When I Craved a Vision of Kahlo in the Bath
Terri Brown-Davidson

When I was fatter, our peeling gray bathtub constricted my thighs.
And candlelight dimmed the machinations of a mind
that had shrugged off a philosophy department
in a dim fit of ambivalence I’d once dubbed “thought”

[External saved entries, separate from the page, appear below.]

//! # Client Context
//!
//! The handle a constraint-building client works through: it owns the
//! growing [`Formula`], hands out variables and literals, translates the
//! client's weight conventions, and runs the weighted core-guided search
//! over the BatSat backend. After solving, the model can be read back per
//! variable.

use log::info;

use crate::{
    algebra::ClauseSet,
    algs::{OllSolver, Outcome},
    instances::{Formula, ProblemType},
    solvers::BatsatSolver,
    types::{Assignment, Lit, TernaryVal, Var},
};

/// Explicit solving context for building and solving one weighted instance
///
/// A set of *output variables* can be declared; [`Context::solve`] reports
/// whether all of them hold in the optimal model, which is the signal the
/// client uses to decide whether the high-level goals were met or only a
/// best-effort assignment exists.
#[derive(Debug, Default)]
pub struct Context {
    formula: Formula,
    output_vars: Vec<Var>,
    model: Option<Assignment>,
    cost: Option<usize>,
}

impl Context {
    /// Creates a new context over an empty weighted formula
    #[must_use]
    pub fn new() -> Self {
        Context {
            formula: Formula::new(ProblemType::Weighted),
            output_vars: vec![],
            model: None,
            cost: None,
        }
    }

    /// Allocates a fresh variable
    pub fn new_var(&mut self) -> Var {
        self.formula.new_var()
    }

    /// Allocates a fresh variable and returns a literal of the requested
    /// polarity over it
    pub fn new_lit(&mut self, negated: bool) -> Lit {
        self.formula.new_lit(negated)
    }

    /// The underlying formula, for the clause algebra operators
    pub fn formula_mut(&mut self) -> &mut Formula {
        &mut self.formula
    }

    /// The underlying formula
    #[must_use]
    pub fn formula(&self) -> &Formula {
        &self.formula
    }

    /// Adds every clause of a clause set as a hard clause
    pub fn add_hard(&mut self, set: impl Into<ClauseSet>) {
        self.formula.add_hard_set(set.into());
    }

    /// Adds every clause of a clause set as a soft clause of the given
    /// weight
    ///
    /// # Panics
    ///
    /// If `weight` is zero.
    pub fn add_soft(&mut self, set: impl Into<ClauseSet>, weight: usize) {
        for cl in set.into() {
            self.formula.add_soft(weight, cl);
        }
    }

    /// Adds a clause set with the client's weight convention: a negative
    /// weight means hard, a positive weight soft.
    ///
    /// # Panics
    ///
    /// If `weight` is zero.
    pub fn add_weighted(&mut self, set: impl Into<ClauseSet>, weight: isize) {
        if weight < 0 {
            self.add_hard(set);
        } else {
            assert!(weight > 0, "soft clauses must have positive weight");
            #[allow(clippy::cast_sign_loss)]
            self.add_soft(set, weight as usize);
        }
    }

    /// Declares the output variables whose joint truth [`Context::solve`]
    /// reports
    pub fn declare_output_vars(&mut self, vars: impl IntoIterator<Item = Var>) {
        self.output_vars.extend(vars);
    }

    /// Adds a unit soft clause of the given weight for every declared
    /// output variable, steering the optimizer towards making them all true
    ///
    /// # Panics
    ///
    /// If `weight` is zero.
    pub fn add_output_softs(&mut self, weight: usize) {
        for idx in 0..self.output_vars.len() {
            let var = self.output_vars[idx];
            self.formula.add_soft(weight, crate::types::Clause::from(var.pos_lit()));
        }
    }

    /// Runs the weighted core-guided search and saves the optimal model.
    /// Returns true iff every declared output variable is true in it.
    ///
    /// Consumes the built formula; constraints added afterwards start a new
    /// instance.
    ///
    /// # Errors
    ///
    /// Configuration and backend errors are passed through.
    ///
    /// # Panics
    ///
    /// If the hard constraints are contradictory; the clients of this
    /// context encode anything that may fail as weighted soft constraints
    /// and keep the hard core satisfiable by construction.
    pub fn solve(&mut self) -> anyhow::Result<bool> {
        let formula = std::mem::take(&mut self.formula);
        let mut engine = OllSolver::new(formula, BatsatSolver::default());
        match engine.solve_weighted()? {
            Outcome::Optimum { cost, model } => {
                info!("optimum {cost}");
                self.model = Some(model);
                self.cost = Some(cost);
                Ok(self.all_outputs_true())
            }
            Outcome::Unsat => unreachable!("the weighted search asserts hard-clause consistency"),
        }
    }

    fn all_outputs_true(&self) -> bool {
        self.output_vars.iter().all(|&v| self.value(v))
    }

    /// Reads a variable from the saved model. Anything not assigned false
    /// counts as true.
    ///
    /// # Panics
    ///
    /// If no model has been saved.
    #[must_use]
    pub fn value(&self, var: Var) -> bool {
        let model = self.model.as_ref().expect("no model saved");
        model.var_value(var) != TernaryVal::False
    }

    /// Same as [`Context::value`] but for literals
    ///
    /// # Panics
    ///
    /// If no model has been saved.
    #[must_use]
    pub fn lit_value(&self, lit: Lit) -> bool {
        let model = self.model.as_ref().expect("no model saved");
        model.lit_value(lit) != TernaryVal::False
    }

    /// The saved optimal model, if the last [`Context::solve`] found one
    #[must_use]
    pub fn model(&self) -> Option<&Assignment> {
        self.model.as_ref()
    }

    /// The cost of the saved model
    #[must_use]
    pub fn cost(&self) -> Option<usize> {
        self.cost
    }
}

though now I sought cupcakes to stretch the void
I’d approximated in my Hunger for Self-Knowledge
but which now drifted lower, from starlight to cerebellum
to baglike expanding stomach, I the Brown-Davidson
gone primitive as a stegosaurus
clambering toward her own Ice Age,
I the dinosaur in a Philosophy Department gone epiphanic
with quantum theorems and unresolvable propositions
that kept us all pacing and manically jazzed till predawn,
I the snack-sneaking scapegoat,
the odd platypus out
but relieved to be shedding epistemology
for a life full of joyful house-chaos
and thoughts wound like messy balls of yarn
the baby batted before essaying
my dirty big toes for a possible snack,
cannibalism a ripped route to self-knowledge
compared to the anal-retentive wholeness I’d sought
in deeper consciousness
when what I craved was a bathtub
that would clasp me like Skinner’s box,
a vision of Kahlo’s disparate selves
skittering manic-depressive toward the drain.